INSTRUCTIONS TO FOLLOW:
Copy out every line holding the string "반환합니다" from the records below.

EXERCISE INPUTS:
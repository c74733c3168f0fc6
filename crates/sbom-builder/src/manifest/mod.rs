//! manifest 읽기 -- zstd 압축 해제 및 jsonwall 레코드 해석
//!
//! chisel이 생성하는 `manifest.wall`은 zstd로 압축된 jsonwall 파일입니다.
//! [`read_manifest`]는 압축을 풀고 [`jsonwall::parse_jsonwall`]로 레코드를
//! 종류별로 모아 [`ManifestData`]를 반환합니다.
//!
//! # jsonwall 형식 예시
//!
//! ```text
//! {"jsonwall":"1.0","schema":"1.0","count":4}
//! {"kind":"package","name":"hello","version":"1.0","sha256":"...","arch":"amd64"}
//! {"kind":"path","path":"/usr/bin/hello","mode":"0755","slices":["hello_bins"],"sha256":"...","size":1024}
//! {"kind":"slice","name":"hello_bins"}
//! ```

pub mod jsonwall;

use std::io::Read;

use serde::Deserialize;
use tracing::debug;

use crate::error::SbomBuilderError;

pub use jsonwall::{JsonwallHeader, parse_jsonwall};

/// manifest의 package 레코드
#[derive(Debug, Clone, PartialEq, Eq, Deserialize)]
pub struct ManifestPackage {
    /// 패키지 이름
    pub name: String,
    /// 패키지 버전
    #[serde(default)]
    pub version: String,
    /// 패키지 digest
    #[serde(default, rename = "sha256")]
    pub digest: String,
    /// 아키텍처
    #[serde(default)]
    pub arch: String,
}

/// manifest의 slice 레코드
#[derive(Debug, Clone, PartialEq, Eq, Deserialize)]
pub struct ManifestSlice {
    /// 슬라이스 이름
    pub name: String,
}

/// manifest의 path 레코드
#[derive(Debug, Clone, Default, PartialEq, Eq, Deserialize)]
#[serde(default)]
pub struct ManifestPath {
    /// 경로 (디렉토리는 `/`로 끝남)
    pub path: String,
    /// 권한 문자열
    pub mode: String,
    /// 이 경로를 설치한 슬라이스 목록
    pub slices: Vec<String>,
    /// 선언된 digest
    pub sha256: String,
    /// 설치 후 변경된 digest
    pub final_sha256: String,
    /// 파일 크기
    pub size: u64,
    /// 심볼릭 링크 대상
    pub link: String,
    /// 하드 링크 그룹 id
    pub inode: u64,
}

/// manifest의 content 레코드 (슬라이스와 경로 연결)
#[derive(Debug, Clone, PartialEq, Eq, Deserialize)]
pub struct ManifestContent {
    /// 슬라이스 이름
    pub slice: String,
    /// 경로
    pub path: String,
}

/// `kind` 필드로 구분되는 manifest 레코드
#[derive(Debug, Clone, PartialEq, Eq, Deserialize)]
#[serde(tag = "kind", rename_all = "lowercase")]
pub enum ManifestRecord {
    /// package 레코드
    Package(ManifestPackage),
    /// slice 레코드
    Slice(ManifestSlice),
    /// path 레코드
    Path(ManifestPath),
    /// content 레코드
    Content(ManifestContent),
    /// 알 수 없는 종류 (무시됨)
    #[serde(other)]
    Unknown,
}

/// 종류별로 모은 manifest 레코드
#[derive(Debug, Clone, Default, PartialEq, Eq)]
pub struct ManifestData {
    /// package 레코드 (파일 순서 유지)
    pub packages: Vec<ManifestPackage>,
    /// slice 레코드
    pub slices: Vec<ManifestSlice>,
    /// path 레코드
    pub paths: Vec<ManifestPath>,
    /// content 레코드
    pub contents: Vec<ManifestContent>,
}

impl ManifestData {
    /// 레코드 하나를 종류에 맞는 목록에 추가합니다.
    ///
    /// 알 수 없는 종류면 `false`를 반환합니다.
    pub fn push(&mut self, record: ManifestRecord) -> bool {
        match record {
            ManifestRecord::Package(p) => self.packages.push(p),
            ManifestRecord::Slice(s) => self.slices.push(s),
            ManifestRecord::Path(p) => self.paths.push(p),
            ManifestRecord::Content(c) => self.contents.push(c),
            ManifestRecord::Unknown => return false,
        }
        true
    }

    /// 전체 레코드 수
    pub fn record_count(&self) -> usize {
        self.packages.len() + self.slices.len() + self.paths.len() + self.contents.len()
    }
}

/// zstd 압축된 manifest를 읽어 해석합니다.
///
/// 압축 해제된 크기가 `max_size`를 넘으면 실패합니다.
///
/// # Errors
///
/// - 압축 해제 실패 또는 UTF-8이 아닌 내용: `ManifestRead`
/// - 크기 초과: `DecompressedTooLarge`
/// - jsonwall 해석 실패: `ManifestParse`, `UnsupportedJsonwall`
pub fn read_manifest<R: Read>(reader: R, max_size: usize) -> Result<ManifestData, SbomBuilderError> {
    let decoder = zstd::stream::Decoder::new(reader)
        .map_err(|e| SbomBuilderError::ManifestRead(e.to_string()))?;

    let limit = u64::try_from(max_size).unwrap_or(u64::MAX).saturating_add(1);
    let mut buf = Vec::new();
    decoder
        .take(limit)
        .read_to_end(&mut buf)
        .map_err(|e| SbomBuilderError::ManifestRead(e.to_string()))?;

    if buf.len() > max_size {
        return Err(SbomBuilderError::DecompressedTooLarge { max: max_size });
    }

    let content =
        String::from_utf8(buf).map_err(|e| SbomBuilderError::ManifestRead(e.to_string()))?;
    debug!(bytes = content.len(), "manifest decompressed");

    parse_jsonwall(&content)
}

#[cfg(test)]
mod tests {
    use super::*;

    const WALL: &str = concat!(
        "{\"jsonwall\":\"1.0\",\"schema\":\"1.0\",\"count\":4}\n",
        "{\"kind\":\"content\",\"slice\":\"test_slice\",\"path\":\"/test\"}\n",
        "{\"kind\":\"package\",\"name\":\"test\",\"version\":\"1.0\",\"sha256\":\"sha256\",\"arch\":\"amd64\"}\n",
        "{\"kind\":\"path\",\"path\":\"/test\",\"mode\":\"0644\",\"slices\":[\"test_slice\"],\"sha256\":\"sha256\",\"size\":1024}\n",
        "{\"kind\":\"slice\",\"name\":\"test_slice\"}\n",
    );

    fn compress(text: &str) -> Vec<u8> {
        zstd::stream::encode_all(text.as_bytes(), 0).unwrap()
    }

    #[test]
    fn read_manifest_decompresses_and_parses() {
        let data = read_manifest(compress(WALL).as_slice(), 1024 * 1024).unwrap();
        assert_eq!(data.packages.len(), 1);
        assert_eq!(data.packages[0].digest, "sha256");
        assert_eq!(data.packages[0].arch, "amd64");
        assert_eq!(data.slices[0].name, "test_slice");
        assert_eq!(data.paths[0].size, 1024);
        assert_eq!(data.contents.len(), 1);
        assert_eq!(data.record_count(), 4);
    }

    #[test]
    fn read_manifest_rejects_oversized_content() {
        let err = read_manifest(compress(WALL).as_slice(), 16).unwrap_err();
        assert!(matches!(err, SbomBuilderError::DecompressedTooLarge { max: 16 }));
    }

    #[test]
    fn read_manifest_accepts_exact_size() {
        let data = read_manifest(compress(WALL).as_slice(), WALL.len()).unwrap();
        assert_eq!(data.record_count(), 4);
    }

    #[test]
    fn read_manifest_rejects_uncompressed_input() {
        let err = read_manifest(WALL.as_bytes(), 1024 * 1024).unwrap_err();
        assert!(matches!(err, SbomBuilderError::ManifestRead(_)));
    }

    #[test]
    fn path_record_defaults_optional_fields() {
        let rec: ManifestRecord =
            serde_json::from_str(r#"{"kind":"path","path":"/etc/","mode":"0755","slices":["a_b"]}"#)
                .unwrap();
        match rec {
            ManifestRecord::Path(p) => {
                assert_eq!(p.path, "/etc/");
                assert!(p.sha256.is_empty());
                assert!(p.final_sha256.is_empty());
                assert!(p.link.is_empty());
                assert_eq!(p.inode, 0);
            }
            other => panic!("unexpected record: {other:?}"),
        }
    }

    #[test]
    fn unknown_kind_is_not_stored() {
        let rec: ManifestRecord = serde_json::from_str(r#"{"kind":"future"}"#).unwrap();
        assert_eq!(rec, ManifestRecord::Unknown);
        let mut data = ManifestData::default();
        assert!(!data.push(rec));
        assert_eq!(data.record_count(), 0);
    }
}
==
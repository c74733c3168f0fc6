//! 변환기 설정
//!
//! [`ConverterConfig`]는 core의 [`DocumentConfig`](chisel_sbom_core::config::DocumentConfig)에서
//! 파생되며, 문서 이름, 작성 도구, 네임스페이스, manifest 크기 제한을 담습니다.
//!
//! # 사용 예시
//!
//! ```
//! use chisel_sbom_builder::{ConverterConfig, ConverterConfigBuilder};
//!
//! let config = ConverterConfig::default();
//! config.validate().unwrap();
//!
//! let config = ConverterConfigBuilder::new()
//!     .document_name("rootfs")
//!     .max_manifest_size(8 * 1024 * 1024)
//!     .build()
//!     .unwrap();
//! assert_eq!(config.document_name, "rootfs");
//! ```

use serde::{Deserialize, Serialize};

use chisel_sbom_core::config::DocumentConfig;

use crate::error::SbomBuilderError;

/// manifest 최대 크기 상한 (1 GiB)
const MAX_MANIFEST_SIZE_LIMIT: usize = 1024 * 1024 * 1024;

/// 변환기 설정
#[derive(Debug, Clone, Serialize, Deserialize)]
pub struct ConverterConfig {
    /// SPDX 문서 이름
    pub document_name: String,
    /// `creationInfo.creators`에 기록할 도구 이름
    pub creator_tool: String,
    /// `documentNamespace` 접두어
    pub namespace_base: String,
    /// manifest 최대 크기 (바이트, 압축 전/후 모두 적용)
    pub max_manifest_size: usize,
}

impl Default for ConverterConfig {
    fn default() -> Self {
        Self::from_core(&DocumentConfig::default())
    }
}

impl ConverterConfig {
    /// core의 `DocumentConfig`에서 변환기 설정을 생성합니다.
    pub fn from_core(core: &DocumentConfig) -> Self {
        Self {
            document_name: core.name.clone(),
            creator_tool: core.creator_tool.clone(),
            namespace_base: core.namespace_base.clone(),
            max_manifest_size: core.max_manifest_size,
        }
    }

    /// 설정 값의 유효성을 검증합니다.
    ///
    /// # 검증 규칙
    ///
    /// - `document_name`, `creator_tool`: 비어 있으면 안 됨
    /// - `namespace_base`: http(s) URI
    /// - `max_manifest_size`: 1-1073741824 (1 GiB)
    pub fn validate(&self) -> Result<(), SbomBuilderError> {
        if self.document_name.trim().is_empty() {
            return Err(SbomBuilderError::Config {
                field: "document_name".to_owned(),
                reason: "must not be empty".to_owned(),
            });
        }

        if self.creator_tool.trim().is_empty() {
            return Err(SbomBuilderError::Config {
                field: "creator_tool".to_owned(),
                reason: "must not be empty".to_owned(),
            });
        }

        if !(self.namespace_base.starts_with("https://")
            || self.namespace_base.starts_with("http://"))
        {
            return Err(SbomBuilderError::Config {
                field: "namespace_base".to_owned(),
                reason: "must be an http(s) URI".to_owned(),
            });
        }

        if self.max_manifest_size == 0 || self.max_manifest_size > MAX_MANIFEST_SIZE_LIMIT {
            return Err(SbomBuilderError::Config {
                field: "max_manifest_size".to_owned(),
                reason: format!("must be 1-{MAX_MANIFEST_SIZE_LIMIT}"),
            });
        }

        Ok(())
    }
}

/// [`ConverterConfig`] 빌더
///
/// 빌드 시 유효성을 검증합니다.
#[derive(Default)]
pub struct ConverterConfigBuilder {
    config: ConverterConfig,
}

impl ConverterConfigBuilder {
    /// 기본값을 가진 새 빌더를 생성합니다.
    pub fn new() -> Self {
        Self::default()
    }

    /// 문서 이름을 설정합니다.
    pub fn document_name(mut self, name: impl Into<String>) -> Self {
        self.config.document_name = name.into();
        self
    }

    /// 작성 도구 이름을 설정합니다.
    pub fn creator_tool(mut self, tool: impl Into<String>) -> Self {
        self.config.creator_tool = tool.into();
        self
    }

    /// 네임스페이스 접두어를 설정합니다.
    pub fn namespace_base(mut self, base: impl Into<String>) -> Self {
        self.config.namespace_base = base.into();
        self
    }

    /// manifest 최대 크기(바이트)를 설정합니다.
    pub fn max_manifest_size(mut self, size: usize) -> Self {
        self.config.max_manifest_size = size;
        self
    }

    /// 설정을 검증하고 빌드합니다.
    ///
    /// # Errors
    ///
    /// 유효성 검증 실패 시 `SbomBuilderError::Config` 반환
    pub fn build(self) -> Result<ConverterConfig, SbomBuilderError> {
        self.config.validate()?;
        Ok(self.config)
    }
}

TASK RESULT:
//! 종류별로 모아 [`ManifestData`]를 반환합니다.
    /// 알 수 없는 종류면 `false`를 반환합니다.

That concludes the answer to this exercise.